• WHAT TO DO
Filter the listing down to the lines containing the word "directory".

• SOURCE RECORDS
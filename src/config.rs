//! Batch configuration module.
//!
//! Handles loading, validating, and merging `resize.toml`. Stock defaults are
//! overridden by a user file, either `resize.toml` in the input directory or
//! a path passed with `--config`. Command-line flags override both.
//!
//! ## Configuration Options
//!
//! ```toml
//! # All options are optional - defaults shown below
//!
//! [defaults]
//! # width = 800            # Target width in pixels (omit to follow height)
//! # height = 600           # Target height in pixels (omit to follow width)
//! mode = "fit"             # fit | fill | stretch | pad
//! quality = 85             # JPEG quality (1-100); WEBP is lossless
//! # format = "JPEG"        # JPEG | PNG | WEBP | BMP | GIF (omit to keep)
//! prefix = "resized_"
//! suffix = ""
//! preserve_metadata = true # Carry EXIF into JPEG/PNG/WEBP output
//!
//! [processing]
//! # jobs = 4               # Parallel workers (omit for sequential)
//!
//! [presets]
//! thumbnail = [150, 150]
//! hd = [1920, 1080]
//! # ...
//!
//! [quality_presets]
//! low = 60
//! medium = 80
//! high = 95
//! maximum = 100
//! ```
//!
//! ## Partial Configuration
//!
//! Config files are sparse: override just the values you want. Preset
//! tables merge key-by-key, so adding one preset keeps the stock ones.
//!
//! Unknown keys are rejected to catch typos early.

use crate::imaging::Quality;
use crate::types::{AspectMode, Dimensions, OutputFormat};
use serde::{Deserialize, Serialize};
use std::collections::BTreeMap;
use std::fs;
use std::path::Path;
use thiserror::Error;

/// File name looked up in the input directory.
pub const CONFIG_FILENAME: &str = "resize.toml";

#[derive(Error, Debug)]
pub enum ConfigError {
    #[error("IO error: {0}")]
    Io(#[from] std::io::Error),
    #[error("TOML parse error: {0}")]
    Toml(#[from] toml::de::Error),
    #[error("Config validation error: {0}")]
    Validation(String),
}

/// Configuration loaded from `resize.toml`.
///
/// All fields have defaults. User config files need only specify the values
/// they want to override. Unknown keys are rejected.
#[derive(Debug, Clone, Serialize, Deserialize)]
#[serde(default, deny_unknown_fields)]
pub struct ResizeConfig {
    /// Values used when the command line doesn't say otherwise.
    pub defaults: DefaultsConfig,
    /// Parallel processing settings.
    pub processing: ProcessingConfig,
    /// Named `[width, height]` sizes.
    pub presets: BTreeMap<String, [u32; 2]>,
    /// Named quality levels.
    pub quality_presets: BTreeMap<String, u32>,
}

impl Default for ResizeConfig {
    fn default() -> Self {
        Self {
            defaults: DefaultsConfig::default(),
            processing: ProcessingConfig::default(),
            presets: stock_presets(),
            quality_presets: stock_quality_presets(),
        }
    }
}

fn stock_presets() -> BTreeMap<String, [u32; 2]> {
    [
        ("thumbnail", [150, 150]),
        ("small", [320, 320]),
        ("medium", [640, 640]),
        ("large", [1024, 1024]),
        ("hd", [1920, 1080]),
        ("instagram", [1080, 1080]),
        ("facebook", [1200, 630]),
        ("twitter", [1200, 675]),
        ("youtube", [1280, 720]),
        ("profile", [400, 400]),
    ]
    .into_iter()
    .map(|(name, size)| (name.to_string(), size))
    .collect()
}

fn stock_quality_presets() -> BTreeMap<String, u32> {
    [("low", 60), ("medium", 80), ("high", 95), ("maximum", 100)]
        .into_iter()
        .map(|(name, q)| (name.to_string(), q))
        .collect()
}

impl ResizeConfig {
    /// Validate config values are within acceptable ranges.
    pub fn validate(&self) -> Result<(), ConfigError> {
        let d = &self.defaults;
        if !(1..=100).contains(&d.quality) {
            return Err(ConfigError::Validation(
                "defaults.quality must be 1-100".into(),
            ));
        }
        if d.width == Some(0) || d.height == Some(0) {
            return Err(ConfigError::Validation(
                "defaults.width and defaults.height must be non-zero".into(),
            ));
        }
        if self.processing.jobs == Some(0) {
            return Err(ConfigError::Validation(
                "processing.jobs must be at least 1".into(),
            ));
        }
        for (name, [w, h]) in &self.presets {
            if *w == 0 || *h == 0 {
                return Err(ConfigError::Validation(format!(
                    "presets.{name} dimensions must be non-zero"
                )));
            }
        }
        for (name, q) in &self.quality_presets {
            if !(1..=100).contains(q) {
                return Err(ConfigError::Validation(format!(
                    "quality_presets.{name} must be 1-100"
                )));
            }
        }
        Ok(())
    }

    /// Look up a size preset by name.
    pub fn preset(&self, name: &str) -> Option<Dimensions> {
        self.presets
            .get(name)
            .map(|&[w, h]| Dimensions::new(w, h))
    }

    /// Look up a quality preset by name.
    pub fn quality_preset(&self, name: &str) -> Option<Quality> {
        self.quality_presets.get(name).copied().map(Quality::new)
    }
}

/// Per-run defaults.
#[derive(Debug, Clone, Serialize, Deserialize)]
#[serde(default, deny_unknown_fields)]
pub struct DefaultsConfig {
    #[serde(skip_serializing_if = "Option::is_none")]
    pub width: Option<u32>,
    #[serde(skip_serializing_if = "Option::is_none")]
    pub height: Option<u32>,
    pub mode: AspectMode,
    /// JPEG quality (1 = worst, 100 = best). WEBP output is lossless.
    pub quality: u32,
    /// Output encoding. Absent keeps each source's own format.
    #[serde(skip_serializing_if = "Option::is_none")]
    pub format: Option<OutputFormat>,
    pub prefix: String,
    pub suffix: String,
    pub preserve_metadata: bool,
}

impl Default for DefaultsConfig {
    fn default() -> Self {
        Self {
            width: None,
            height: None,
            mode: AspectMode::Fit,
            quality: 85,
            format: None,
            prefix: "resized_".to_string(),
            suffix: String::new(),
            preserve_metadata: true,
        }
    }
}

/// Parallel processing settings.
#[derive(Debug, Clone, Default, Serialize, Deserialize)]
#[serde(default, deny_unknown_fields)]
pub struct ProcessingConfig {
    /// Maximum number of parallel workers.
    /// When absent, files are processed one at a time.
    /// Values larger than the core count are clamped down.
    #[serde(skip_serializing_if = "Option::is_none")]
    pub jobs: Option<usize>,
}

/// Resolve the effective worker count.
///
/// - `None` → 1 (sequential)
/// - `Some(n)` → `min(n, cores)` (user can constrain down, not up)
pub fn effective_jobs(requested: Option<usize>) -> usize {
    let cores = std::thread::available_parallelism()
        .map(|n| n.get())
        .unwrap_or(1);
    requested.map(|n| n.clamp(1, cores)).unwrap_or(1)
}

// =============================================================================
// Config loading, merging, and validation
// =============================================================================

/// Returns the stock default config as a `toml::Value::Table`.
pub fn stock_defaults_value() -> Result<toml::Value, ConfigError> {
    toml::Value::try_from(ResizeConfig::default())
        .map_err(|e| ConfigError::Validation(format!("stock config does not serialize: {e}")))
}

/// Recursively merge `overlay` on top of `base`.
///
/// - Tables are merged key-by-key (overlay keys override base keys).
/// - Non-table values in overlay replace base values entirely.
/// - Keys in base that are not in overlay are preserved.
pub fn merge_toml(base: toml::Value, overlay: toml::Value) -> toml::Value {
    match (base, overlay) {
        (toml::Value::Table(mut base_table), toml::Value::Table(overlay_table)) => {
            for (key, overlay_val) in overlay_table {
                let merged = match base_table.remove(&key) {
                    Some(base_val) => merge_toml(base_val, overlay_val),
                    None => overlay_val,
                };
                base_table.insert(key, merged);
            }
            toml::Value::Table(base_table)
        }
        (_, overlay) => overlay,
    }
}

/// Read a TOML file as a raw value. `Ok(None)` if it doesn't exist.
pub fn load_raw_config(path: &Path) -> Result<Option<toml::Value>, ConfigError> {
    if !path.exists() {
        return Ok(None);
    }
    let content = fs::read_to_string(path)?;
    let value: toml::Value = toml::from_str(&content)?;
    Ok(Some(value))
}

/// Merge an optional overlay onto the stock defaults, then deserialize and validate.
pub fn resolve_config(overlay: Option<toml::Value>) -> Result<ResizeConfig, ConfigError> {
    let base = stock_defaults_value()?;
    let merged = match overlay {
        Some(ov) => merge_toml(base, ov),
        None => base,
    };
    let config: ResizeConfig = merged.try_into()?;
    config.validate()?;
    Ok(config)
}

/// Load config from an explicit file. A missing file is an error.
pub fn load_config_file(path: &Path) -> Result<ResizeConfig, ConfigError> {
    let content = fs::read_to_string(path)?;
    let value: toml::Value = toml::from_str(&content)?;
    resolve_config(Some(value))
}

/// Load config from `resize.toml` in `dir`, falling back to stock defaults.
pub fn load_config(dir: &Path) -> Result<ResizeConfig, ConfigError> {
    resolve_config(load_raw_config(&dir.join(CONFIG_FILENAME))?)
}

/// Returns a fully-commented stock `resize.toml` with all keys and explanations.
///
/// Used by the `gen-config` CLI command.
pub fn stock_config_toml() -> &'static str {
    r##"# Bulk Resize Configuration
# ========================
# All settings are optional. Remove or comment out any you don't need.
# Values shown below are the defaults.
#
# Place this file as resize.toml in the input directory, or pass it with
# --config. Command-line flags take precedence over anything set here.
# Unknown keys will cause an error.

# ---------------------------------------------------------------------------
# Defaults for every run
# ---------------------------------------------------------------------------
[defaults]
# Target size in pixels. Give one to keep the aspect ratio, both for an
# exact box. Omit both to keep the original size (format conversion only).
# width = 800
# height = 600

# How the source aspect ratio meets the target box:
#   fit     - shrink to fit inside (never enlarges)
#   fill    - center-crop to the box, then scale to it exactly
#   stretch - scale to the box exactly, may distort
#   pad     - fit, then center on a white canvas of the box size
mode = "fit"

# Encoding quality for JPEG (1 = worst, 100 = best).
# WEBP is always written lossless and ignores it, as do the other formats.
quality = 85

# Output format: JPEG, PNG, WEBP, BMP or GIF. Omit to keep each source's
# own format.
# format = "JPEG"

# Output name: <prefix><original name><suffix>[_0001].<ext>
prefix = "resized_"
suffix = ""

# Copy EXIF metadata into JPEG, PNG and WEBP output.
preserve_metadata = true

# ---------------------------------------------------------------------------
# Processing
# ---------------------------------------------------------------------------
[processing]
# Number of parallel workers. Omit to process one file at a time.
# Values above the CPU core count are clamped down.
# jobs = 4

# ---------------------------------------------------------------------------
# Size presets: name = [width, height]
# ---------------------------------------------------------------------------
[presets]
thumbnail = [150, 150]
small = [320, 320]
medium = [640, 640]
large = [1024, 1024]
hd = [1920, 1080]
instagram = [1080, 1080]
facebook = [1200, 630]
twitter = [1200, 675]
youtube = [1280, 720]
profile = [400, 400]

# ---------------------------------------------------------------------------
# Quality presets
# ---------------------------------------------------------------------------
[quality_presets]
low = 60
medium = 80
high = 95
maximum = 100
"##
}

• EXERCISE RESULT
//! overridden by a user file, either `resize.toml` in the input directory or
/// File name looked up in the input directory.
# Place this file as resize.toml in the input directory, or pass it with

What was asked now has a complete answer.